The temptation to use such material, devised by such an illustrious poet, was irresistible to the managers of the Funambules, and the "review" was immediately turned into a pantomime (probably by the administrator of the theater, Cot d'Ordan). It was not a success: it had a seven-night run, a poor showing for one of Baptiste's productions. If he indeed appeared in the piece—the matter is under dispute—he did so very reluctantly. It was never revived at the Funambules.

But like Banville's deathless prose, it was Gautier's "review" that survived—and prospered. Gautier's ex-son-in-law, Catulle Mendès, refashioned it into a pantomime in 1896, and when Sacha Guitry wrote his play Deburau (1918) he included it as the only specimen of the mime's art. Carné did the same in Le Enfants du Paradis.

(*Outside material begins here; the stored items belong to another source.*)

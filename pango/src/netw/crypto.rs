//! Encryption algorithm names across the PAN-OS 7.0 rename.
//!
//! Entries always carry the current (7.0+) spelling. Specifiers translate to
//! the era spelling on egress and normalizers translate back on ingress.

use serde::{Deserialize, Serialize};

use crate::error::PangoError;
use crate::version::{Version, V7_0};

/// Spelling family of encryption algorithm names.
#[derive(Debug, Clone, Copy, PartialEq, Eq, Serialize, Deserialize)]
#[serde(rename_all = "kebab-case")]
pub enum EncryptionEra {
    /// Before PAN-OS 7.0 (`aes128`, `aes256`, ...).
    Legacy,
    /// PAN-OS 7.0 and later (`aes-128-cbc`, `aes-256-gcm`, ...).
    Current,
}

impl EncryptionEra {
    pub fn for_version(version: &Version) -> Self {
        if version.gte(&V7_0) {
            Self::Current
        } else {
            Self::Legacy
        }
    }
}

/// `(current, legacy)` pairs that differ between eras.
pub(crate) const IKE_RENAMES: [(&str, &str); 3] = [
    ("aes-128-cbc", "aes128"),
    ("aes-192-cbc", "aes192"),
    ("aes-256-cbc", "aes256"),
];

pub(crate) const IPSEC_RENAMES: [(&str, &str); 4] = [
    ("aes-128-cbc", "aes128"),
    ("aes-192-cbc", "aes192"),
    ("aes-256-cbc", "aes256"),
    ("aes-128-ccm", "aes128ccm16"),
];

/// Names only the current era understands.
pub(crate) const CURRENT_ONLY: [&str; 2] = ["aes-128-gcm", "aes-256-gcm"];

/// Rewrite canonical names into `era` spelling.
pub(crate) fn specify_names(
    names: &[String],
    era: EncryptionEra,
    renames: &[(&str, &str)],
) -> Result<Vec<String>, PangoError> {
    if era == EncryptionEra::Current {
        return Ok(names.to_vec());
    }
    names
        .iter()
        .map(|name| {
            if CURRENT_ONLY.contains(&name.as_str()) {
                return Err(PangoError::validation(format!(
                    "encryption {name:?} requires PAN-OS 7.0"
                )));
            }
            Ok(renames
                .iter()
                .find(|(current, _)| current == name)
                .map(|(_, legacy)| (*legacy).to_string())
                .unwrap_or_else(|| name.clone()))
        })
        .collect()
}

/// Rewrite any era's spelling into canonical names.
pub(crate) fn normalize_names(names: &[String], renames: &[(&str, &str)]) -> Vec<String> {
    names
        .iter()
        .map(|name| {
            renames
                .iter()
                .find(|(_, legacy)| legacy == name)
                .map(|(current, _)| (*current).to_string())
                .unwrap_or_else(|| name.clone())
        })
        .collect()
}

#[cfg(test)]
mod tests {
    use super::{normalize_names, specify_names, EncryptionEra, IPSEC_RENAMES};
    use crate::version::{V6_1, V7_0};

    fn names(values: &[&str]) -> Vec<String> {
        values.iter().map(|v| (*v).to_string()).collect()
    }

    #[test]
    fn legacy_spelling_round_trips() {
        let canonical = names(&["aes-128-cbc", "3des", "aes-128-ccm"]);
        let legacy = specify_names(&canonical, EncryptionEra::Legacy, &IPSEC_RENAMES).expect("legacy");
        assert_eq!(legacy, names(&["aes128", "3des", "aes128ccm16"]));
        assert_eq!(normalize_names(&legacy, &IPSEC_RENAMES), canonical);
    }

    #[test]
    fn gcm_is_current_only() {
        let gcm = names(&["aes-256-gcm"]);
        assert!(specify_names(&gcm, EncryptionEra::Legacy, &IPSEC_RENAMES).is_err());
        assert_eq!(
            specify_names(&gcm, EncryptionEra::Current, &IPSEC_RENAMES).expect("current"),
            gcm
        );
    }

    #[test]
    fn era_follows_the_version() {
        assert_eq!(EncryptionEra::for_version(&V6_1), EncryptionEra::Legacy);
        assert_eq!(EncryptionEra::for_version(&V7_0), EncryptionEra::Current);
    }
}
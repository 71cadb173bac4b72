//! IKE crypto profiles.

use panos_xml::XmlNode;
use serde::{Deserialize, Serialize};

use super::crypto::{normalize_names, specify_names, EncryptionEra, IKE_RENAMES};
use crate::codec::{era, Normalizer, Object, Specifier, Wire};
use crate::error::PangoError;
use crate::version::{Version, V7_0};
use crate::wire::{entry_node, expect_tag, members, number, Emit};
use crate::xpath::{entry_xpath, NetworkScope};

const KIND: &str = "ike crypto profile";

pub(crate) const LIFETIME_UNITS: [&str; 4] = ["seconds", "minutes", "hours", "days"];

#[derive(Debug, Clone, Default, PartialEq, Eq, Serialize, Deserialize)]
#[serde(default)]
pub struct IkeCryptoProfile {
    pub name: String,
    /// Unordered.
    pub dh_groups: Vec<String>,
    /// Hash algorithms; unordered.
    pub authentication: Vec<String>,
    /// Canonical (7.0+) names; unordered.
    pub encryption: Vec<String>,
    /// One of `seconds`, `minutes`, `hours`, `days`.
    pub lifetime_type: String,
    pub lifetime_value: u32,
    /// PAN-OS 7.0 and later.
    pub authentication_multiple: u32,
}

impl IkeCryptoProfile {
    /// The encryption list spelled for `era`.
    pub fn specify_encryption(&self, era: EncryptionEra) -> Result<Vec<String>, PangoError> {
        specify_names(&self.encryption, era, &IKE_RENAMES)
    }

    /// Rewrite the encryption list into canonical spelling.
    pub fn normalize_encryption(&mut self) {
        self.encryption = normalize_names(&self.encryption, &IKE_RENAMES);
    }
}

impl Object for IkeCryptoProfile {
    const KIND: &'static str = KIND;
    type Location = NetworkScope;

    fn name(&self) -> &str {
        &self.name
    }

    fn name_mut(&mut self) -> &mut String {
        &mut self.name
    }

    fn xpath(loc: &NetworkScope, names: &[String]) -> Result<Vec<String>, PangoError> {
        let mut path = loc.network_prefix()?;
        for segment in ["ike", "crypto-profiles", "ike-crypto-profiles"] {
            path.push(segment.to_string());
        }
        path.push(entry_xpath(names));
        Ok(path)
    }

    fn versioning(version: &Version) -> (Normalizer<Self>, Specifier<Self>) {
        if version.gte(&V7_0) {
            era::<EntryV2>()
        } else {
            era::<EntryV1>()
        }
    }
}

/// `<lifetime><hours>8</hours></lifetime>` style unit choice.
pub(crate) fn lifetime_node(tag: &str, unit: &str, value: u32) -> Option<XmlNode> {
    if unit.is_empty() {
        return None;
    }
    Some(XmlNode::new(tag).child(XmlNode::with_text(unit, value.to_string())))
}

pub(crate) fn decode_unit(
    node: &XmlNode,
    tag: &str,
    kind: &'static str,
) -> Result<(String, u32), PangoError> {
    let Some(choice) = node.get_child(tag).and_then(|n| n.children.first()) else {
        return Ok((String::new(), 0));
    };
    let value = number(choice, &[], kind)?;
    Ok((choice.tag.clone(), value))
}

/// PAN-OS before 7.0: legacy encryption names.
struct EntryV1 {
    name: String,
    dh_groups: Vec<String>,
    hash: Vec<String>,
    encryption: Vec<String>,
    lifetime: (String, u32),
}

impl EntryV1 {
    fn project(e: &IkeCryptoProfile, era: EncryptionEra) -> Result<Self, PangoError> {
        if !e.lifetime_type.is_empty() && !LIFETIME_UNITS.contains(&e.lifetime_type.as_str()) {
            return Err(PangoError::validation(format!(
                "ike crypto profile {:?}: unknown lifetime unit {:?}",
                e.name, e.lifetime_type
            )));
        }
        Ok(Self {
            name: e.name.clone(),
            dh_groups: e.dh_groups.clone(),
            hash: e.authentication.clone(),
            encryption: e.specify_encryption(era)?,
            lifetime: (e.lifetime_type.clone(), e.lifetime_value),
        })
    }
}

impl Wire for EntryV1 {
    type Entry = IkeCryptoProfile;

    fn specify(e: &IkeCryptoProfile) -> Result<Self, PangoError> {
        Self::project(e, EncryptionEra::Legacy)
    }

    fn normalize(self) -> IkeCryptoProfile {
        let mut e = IkeCryptoProfile {
            name: self.name,
            dh_groups: self.dh_groups,
            authentication: self.hash,
            encryption: self.encryption,
            lifetime_type: self.lifetime.0,
            lifetime_value: self.lifetime.1,
            authentication_multiple: 0,
        };
        e.normalize_encryption();
        e
    }

    fn decode(node: &XmlNode) -> Result<Self, PangoError> {
        expect_tag(node, "entry", KIND)?;
        Ok(Self {
            name: node.attribute("name").unwrap_or_default().to_string(),
            dh_groups: members(node, &["dh-group"]),
            hash: members(node, &["hash"]),
            encryption: members(node, &["encryption"]),
            lifetime: decode_unit(node, "lifetime", KIND)?,
        })
    }

    fn encode(&self) -> XmlNode {
        let mut node = entry_node(&self.name);
        node.members_el("dh-group", &self.dh_groups);
        node.members_el("hash", &self.hash);
        node.members_el("encryption", &self.encryption);
        node.node_el(lifetime_node("lifetime", &self.lifetime.0, self.lifetime.1));
        node
    }
}

/// PAN-OS 7.0 and later: renamed encryption, authentication multiple.
struct EntryV2 {
    base: EntryV1,
    authentication_multiple: u32,
}

impl Wire for EntryV2 {
    type Entry = IkeCryptoProfile;

    fn specify(e: &IkeCryptoProfile) -> Result<Self, PangoError> {
        Ok(Self {
            base: EntryV1::project(e, EncryptionEra::Current)?,
            authentication_multiple: e.authentication_multiple,
        })
    }

    fn normalize(self) -> IkeCryptoProfile {
        IkeCryptoProfile {
            authentication_multiple: self.authentication_multiple,
            ..self.base.normalize()
        }
    }

    fn decode(node: &XmlNode) -> Result<Self, PangoError> {
        Ok(Self {
            base: EntryV1::decode(node)?,
            authentication_multiple: number(node, &["authentication-multiple"], KIND)?,
        })
    }

    fn encode(&self) -> XmlNode {
        let mut node = self.base.encode();
        node.num_el("authentication-multiple", self.authentication_multiple);
        node
    }
}

#[cfg(test)]
mod tests {
    use pretty_assertions::assert_eq;

    use super::IkeCryptoProfile;
    use crate::codec::Object;
    use crate::version::{V6_1, V8_0};
    use crate::wire::same_set;

    fn profile() -> IkeCryptoProfile {
        IkeCryptoProfile {
            name: "ike-aes".to_string(),
            dh_groups: vec!["group14".to_string(), "group2".to_string()],
            authentication: vec!["sha256".to_string()],
            encryption: vec!["aes-256-cbc".to_string(), "3des".to_string()],
            lifetime_type: "hours".to_string(),
            lifetime_value: 8,
            authentication_multiple: 3,
        }
    }

    #[test]
    fn current_era_keeps_canonical_names() {
        let node = profile().specify(&V8_0).expect("specify");
        assert_eq!(
            node.to_string(),
            r#"<entry name="ike-aes"><dh-group><member>group14</member><member>group2</member></dh-group><hash><member>sha256</member></hash><encryption><member>aes-256-cbc</member><member>3des</member></encryption><lifetime><hours>8</hours></lifetime><authentication-multiple>3</authentication-multiple></entry>"#
        );
        assert_eq!(IkeCryptoProfile::normalize(&node, &V8_0).expect("normalize"), profile());
    }

    #[test]
    fn legacy_era_renames_and_drops_authentication_multiple() {
        let node = profile().specify(&V6_1).expect("specify");
        assert_eq!(
            node.get_child("encryption").map(ToString::to_string).as_deref(),
            Some("<encryption><member>aes256</member><member>3des</member></encryption>")
        );
        assert!(node.get_child("authentication-multiple").is_none());
        let back = IkeCryptoProfile::normalize(&node, &V6_1).expect("normalize");
        assert!(same_set(&back.encryption, &profile().encryption));
        assert_eq!(back.authentication_multiple, 0);
    }
}
//! Device-level configuration: system settings, VM information sources and
//! certificates.

pub mod certificate;
pub mod general;
pub mod vminfosource;

pub use certificate::{export_pem, import_pem, Certificate, CertificateScope, PemImport};
pub use general::General;
pub use vminfosource::{AwsVpc, GoogleCompute, VmInfoSource, VmwareSource};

===The moonstruck Pierrot===
Deburau's Romantic admirers often made the association with the clown and the moon. Banville's poem "Pierrot" (1842) concludes with these lines: "The white Moon with its horns like a bull / Peeps behind the scenes / At its friend Jean Gaspard Deburau." As the century progressed, the association grew stronger. Albert Giraud's Pierrot lunaire (1884) marked a watershed in the moon-maddening of Pierrot, as did the song-cycle that Arnold Schoenberg derived from it (1912).